2.9K views 27 replies 6 participants last post by  Zorba922  
#1 ·
I've been doing some research and a bit overwhelmed with all the options out there. Hoping somebody can help narrow down my options.

Anyways, I'm a new Tidal user and it's just gotten me thinking about how I'm listening to it at home. Right now, I'm just streaming it through a bluetooth speaker and I'd like to do a little better without breaking the bank.

I'd like to put some low profile type setup in our living room area. This will not be connected to to full AVR type setup in this area. Basically, I'm looking for the least components I can get and have somewhat decent quality using wifi instead of bluetooth. I'm probably trying to keep the total budget around $500 or less.

I'm thinking maybe pairing some powered speakers with something like the WiiM Pro Plus? I'm assuming that would keep it fairly simple and keep components to a minimum while also giving me some flexibility going forward. My wife isn't going to want some huge speakers in the shelf in the living room so need something fairly small.

Thinking maybe something like these speakers? No idea how these sound but again, not looking for perfection. Just something that will sound pretty decent.


I'd love to use something like the SVS Prime Pro powered speakers with the built in streamer but don't want to spend $900.

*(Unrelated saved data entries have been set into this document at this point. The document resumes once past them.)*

//! Resolved run configuration, independently constructible from CLI flags or
//! from tests and the evaluation binaries.

use crate::error::ConfigError;
use crate::memory::cache::{is_pow_2, ReplacementPolicy, MAX_WAYS};
use crate::memory::dram::DramPolicy;

#[derive(Clone, Copy, Debug, PartialEq, Eq)]
pub enum ReplKind {
    Lru,
    Random,
    Swp,
    Dwp,
}

impl From<ReplKind> for ReplacementPolicy {
    fn from(kind: ReplKind) -> Self {
        match kind {
            ReplKind::Lru => ReplacementPolicy::Lru,
            ReplKind::Random => ReplacementPolicy::Random,
            ReplKind::Swp => ReplacementPolicy::Swp,
            ReplKind::Dwp => ReplacementPolicy::Dwp,
        }
    }
}

/// Top-level simulation mode, selecting memory topology and addressing.
#[derive(Clone, Copy, Debug, PartialEq, Eq)]
pub enum Mode {
    /// Single data cache, no DRAM or L2.
    A,
    /// Split L1 + shared L2 + DRAM, single-core physical addressing, flat
    /// DRAM delay.
    B,
    /// Same topology as B, but DRAM consults the row-buffer model.
    C,
    /// Per-core split L1 + shared L2 + DRAM, virtual addressing.
    D,
    E,
    F,
}

impl Mode {
    pub fn num_cores(self) -> usize {
        match self {
            Mode::A | Mode::B | Mode::C => 1,
            Mode::D | Mode::E | Mode::F => 2,
        }
    }

    pub fn is_multicore(self) -> bool {
        self.num_cores() == 2
    }

    /// Whether this mode ever consults DRAM (mode A has none).
    pub fn has_dram(self) -> bool {
        !matches!(self, Mode::A)
    }

    /// Whether DRAM delay is the mode-B flat constant rather than the
    /// row-buffer model.
    pub fn uses_flat_dram_delay(self) -> bool {
        matches!(self, Mode::B)
    }
}

#[derive(Clone, Copy, Debug)]
pub struct SimConfig {
    pub mode: Mode,
    pub line_size: usize,

    pub dsize_kb: usize,
    pub dassoc: usize,
    pub isize_kb: usize,
    pub iassoc: usize,
    pub l2size_kb: usize,
    pub l2assoc: usize,

    pub repl: ReplKind,
    pub l2repl: ReplKind,
    pub swp_core0_ways: usize,

    pub dram_policy: DramPolicy,
    pub num_cores: usize,
}

impl SimConfig {
    /// Builds and validates a configuration. Sizes are in KB; `num_cores` is
    /// whatever the caller intends to run with and is checked against what
    /// `mode` requires.
    #[allow(clippy::too_many_arguments)]
    pub fn make(
        mode: Mode,
        line_size: usize,
        dsize_kb: usize,
        dassoc: usize,
        isize_kb: usize,
        iassoc: usize,
        l2size_kb: usize,
        l2assoc: usize,
        repl: ReplKind,
        l2repl: ReplKind,
        swp_core0_ways: usize,
        dram_policy: DramPolicy,
        num_cores: usize,
    ) -> Result<Self, ConfigError> {
        let cfg = Self {
            mode,
            line_size,
            dsize_kb,
            dassoc,
            isize_kb,
            iassoc,
            l2size_kb,
            l2assoc,
            repl,
            l2repl,
            swp_core0_ways,
            dram_policy,
            num_cores,
        };
        cfg.validate()?;
        Ok(cfg)
    }

    fn validate(&self) -> Result<(), ConfigError> {
        if !is_pow_2(self.line_size) {
            return Err(ConfigError::NotPowerOfTwo(self.line_size));
        }

        for (size_kb, assoc) in [
            (self.dsize_kb, self.dassoc),
            (self.isize_kb, self.iassoc),
            (self.l2size_kb, self.l2assoc),
        ] {
            self.validate_geometry(size_kb, assoc)?;
        }

        if self.l2assoc > MAX_WAYS {
            return Err(ConfigError::TooManyWays { assoc: self.l2assoc, max: MAX_WAYS });
        }
        if self.swp_core0_ways > self.l2assoc {
            return Err(ConfigError::QuotaOutOfRange {
                q: self.swp_core0_ways,
                max_ways: self.l2assoc,
            });
        }

        if self.num_cores != self.mode.num_cores() {
            return Err(ConfigError::WrongCoreCount(self.mode, self.num_cores));
        }

        Ok(())
    }

    fn validate_geometry(&self, size_kb: usize, assoc: usize) -> Result<(), ConfigError> {
        let size = size_kb * 1024;
        if assoc == 0 || assoc > MAX_WAYS {
            return Err(ConfigError::TooManyWays { assoc, max: MAX_WAYS });
        }
        if size % self.line_size != 0 {
            return Err(ConfigError::SizeNotMultipleOfLine { size, line_size: self.line_size });
        }
        let block_num = size / self.line_size;
        if block_num % assoc != 0 {
            return Err(ConfigError::SetsNotDivisible { block_num, assoc });
        }
        let sets = block_num / assoc;
        if !is_pow_2(sets) {
            return Err(ConfigError::SetsNotPowerOfTwo { block_num, assoc, sets });
        }
        Ok(())
    }
}

#[cfg(test)]
mod tests {
    use super::*;

    fn base() -> (usize, usize, usize, usize, usize, usize) {
        // (line_size, dsize_kb, dassoc, isize_kb, iassoc, l2size_kb)
        (64, 32, 8, 32, 8, 512)
    }

    #[test]
    fn mode_a_accepts_single_core() {
        let (line_size, dsize_kb, dassoc, isize_kb, iassoc, l2size_kb) = base();
        let cfg = SimConfig::make(
            Mode::A,
            line_size,
            dsize_kb,
            dassoc,
            isize_kb,
            iassoc,
            l2size_kb,
            16,
            ReplKind::Lru,
            ReplKind::Lru,
            0,
            DramPolicy::Open,
            1,
        );
        assert!(cfg.is_ok());
    }

    #[test]
    fn mode_d_rejects_single_core() {
        let (line_size, dsize_kb, dassoc, isize_kb, iassoc, l2size_kb) = base();
        let err = SimConfig::make(
            Mode::D,
            line_size,
            dsize_kb,
            dassoc,
            isize_kb,
            iassoc,
            l2size_kb,
            16,
            ReplKind::Lru,
            ReplKind::Lru,
            0,
            DramPolicy::Open,
            1,
        )
        .unwrap_err();
        assert!(matches!(err, ConfigError::WrongCoreCount(Mode::D, 1)));
    }

    #[test]
    fn rejects_quota_above_l2_associativity() {
        let (line_size, dsize_kb, dassoc, isize_kb, iassoc, l2size_kb) = base();
        let err = SimConfig::make(
            Mode::B,
            line_size,
            dsize_kb,
            dassoc,
            isize_kb,
            iassoc,
            l2size_kb,
            8,
            ReplKind::Swp,
            ReplKind::Swp,
            9,
            DramPolicy::Open,
            1,
        )
        .unwrap_err();
        assert!(matches!(err, ConfigError::QuotaOutOfRange { q: 9, max_ways: 8 }));
    }

    #[test]
    fn rejects_non_power_of_two_line_size() {
        let (_, dsize_kb, dassoc, isize_kb, iassoc, l2size_kb) = base();
        let err = SimConfig::make(
            Mode::A,
            48,
            dsize_kb,
            dassoc,
            isize_kb,
            iassoc,
            l2size_kb,
            16,
            ReplKind::Lru,
            ReplKind::Lru,
            0,
            DramPolicy::Open,
            1,
        )
        .unwrap_err();
        assert!(matches!(err, ConfigError::NotPowerOfTwo(48)));
    }

    #[test]
    fn rejects_non_power_of_two_set_count() {
        let (line_size, _, _, isize_kb, iassoc, l2size_kb) = base();
        // 3 KB / 64 B line / 1 way = 48 blocks, divisible by assoc (48 % 1 ==
        // 0) but 48 sets is not a power of two.
        let err = SimConfig::make(
            Mode::A,
            line_size,
            3,
            1,
            isize_kb,
            iassoc,
            l2size_kb,
            16,
            ReplKind::Lru,
            ReplKind::Lru,
            0,
            DramPolicy::Open,
            1,
        )
        .unwrap_err();
        assert!(matches!(
            err,
            ConfigError::SetsNotPowerOfTwo { block_num: 48, assoc: 1, sets: 48 }
        ));
    }
}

Just wanted to see if there is anybody out there doing something similar with the music streaming services that might have any advice.

Thanks.
 
#6 ·
If $500 is your budget max, I'd do a pair of passive bookshelf speakers with a compact T-amp with Bluetooth, through which you can easily run Tidal.
Alternatives to ACTIVE speakers
Totally disagree. Friends don't let friends use BT when compared to music-over-wifi. BT has its use cases, but this isn't one of them. (IMHO).
 
#3 ·
WiiM is a good choice. Although, I can't see a good reason for anything more than the Pro ($149 shipped) for your use case, where you'll be using it as a 'pure' streamer with no analog inputs.
To narrow down your speaker choices, you can now look for pairs without built-in wireless/Bluetooth/digital connectivity (it's in the WiiM), which may contribute to them being less reliable. This will lead you towards studio monitor style speakers with analog inputs only. They'll target an accurate/neutral response, so will take well to any EQ provided by the WiiM. Within your budget, these are some of the best performers I've seen:
However, they're no longer available and replaced by the A308 (~$400 shipped):
Please let us know what you think.
 
#4 ·
Here's a couple of locally available options.

 
#15 · (Edited)
Question in looking at the inputs on the Adam t5V speakers....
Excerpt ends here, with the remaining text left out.